What to do: Below are records; transcribe only the line with "let _ = std::process::Command::new(&self.binary_path)" and those after it, through the last line, without any change.

[Collected data]
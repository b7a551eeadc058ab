//! Docker CLI accelerator driver.

use crate::error::{AcceleratorError, Error, Result};
use async_trait::async_trait;
use std::path::PathBuf;
use tokio::process::Command;

/// Port the accelerator service listens on inside the container
const SERVICE_PORT: u16 = 11434;

/// Launch mechanism for the throwaway accelerator container
///
/// The manager drives the lifecycle; implementations only start and remove
/// the container. Swappable so tests run without a container runtime.
#[async_trait]
pub trait AcceleratorDriver: Send + Sync {
    /// Launch the container, publishing the service on `host_port`
    async fn start(&self, name: &str, image: &str, host_port: u16) -> Result<()>;

    /// Force-remove the container
    async fn stop(&self, name: &str) -> Result<()>;

    /// Synchronous last-resort removal, used from `Drop`
    fn stop_blocking(&self, _name: &str) {}

    /// Human-readable name for logging
    fn name(&self) -> &'static str;
}

/// Driver that shells out to the `docker` binary
pub struct DockerDriver {
    binary_path: PathBuf,
}

impl DockerDriver {
    /// Create a driver with an explicit docker binary path
    pub fn new(binary_path: PathBuf) -> Self {
        Self { binary_path }
    }

    /// Locate docker in PATH
    pub fn from_path() -> Result<Self> {
        which::which("docker").map(Self::new).map_err(|e| {
            Error::Accelerator(AcceleratorError::RuntimeMissing(format!(
                "docker not found in PATH: {e}"
            )))
        })
    }
}

#[async_trait]
impl AcceleratorDriver for DockerDriver {
    async fn start(&self, name: &str, image: &str, host_port: u16) -> Result<()> {
        let output = Command::new(&self.binary_path)
            .args(["run", "-d", "--rm", "--name", name, "-p"])
            .arg(format!("127.0.0.1:{host_port}:{SERVICE_PORT}"))
            .arg(image)
            .output()
            .await
            .map_err(|e| {
                Error::Accelerator(AcceleratorError::StartFailed {
                    name: name.to_string(),
                    reason: format!("failed to execute docker: {e}"),
                })
            })?;

        if !output.status.success() {
            return Err(Error::Accelerator(AcceleratorError::StartFailed {
                name: name.to_string(),
                reason: String::from_utf8_lossy(&output.stderr).trim().to_string(),
            }));
        }

        Ok(())
    }

    async fn stop(&self, name: &str) -> Result<()> {
        let output = Command::new(&self.binary_path)
            .args(["rm", "-f", name])
            .output()
            .await
            .map_err(|e| {
                Error::Accelerator(AcceleratorError::StartFailed {
                    name: name.to_string(),
                    reason: format!("failed to execute docker: {e}"),
                })
            })?;

        let stderr = String::from_utf8_lossy(&output.stderr);
        // Already gone is the state we wanted.
        if !output.status.success() && !stderr.contains("No such container") {
            return Err(Error::Accelerator(AcceleratorError::StartFailed {
                name: name.to_string(),
                reason: stderr.trim().to_string(),
            }));
        }

        Ok(())
    }

    fn stop_blocking(&self, name: &str) {
        let _ = std::process::Command::new(&self.binary_path)
            .args(["rm", "-f", name])
            .output();
    }

    fn name(&self) -> &'static str {
        "docker-cli"
    }
}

Task answer:
        let _ = std::process::Command::new(&self.binary_path)
            .args(["rm", "-f", name])
            .output();
    }

    fn name(&self) -> &'static str {
        "docker-cli"
    }
}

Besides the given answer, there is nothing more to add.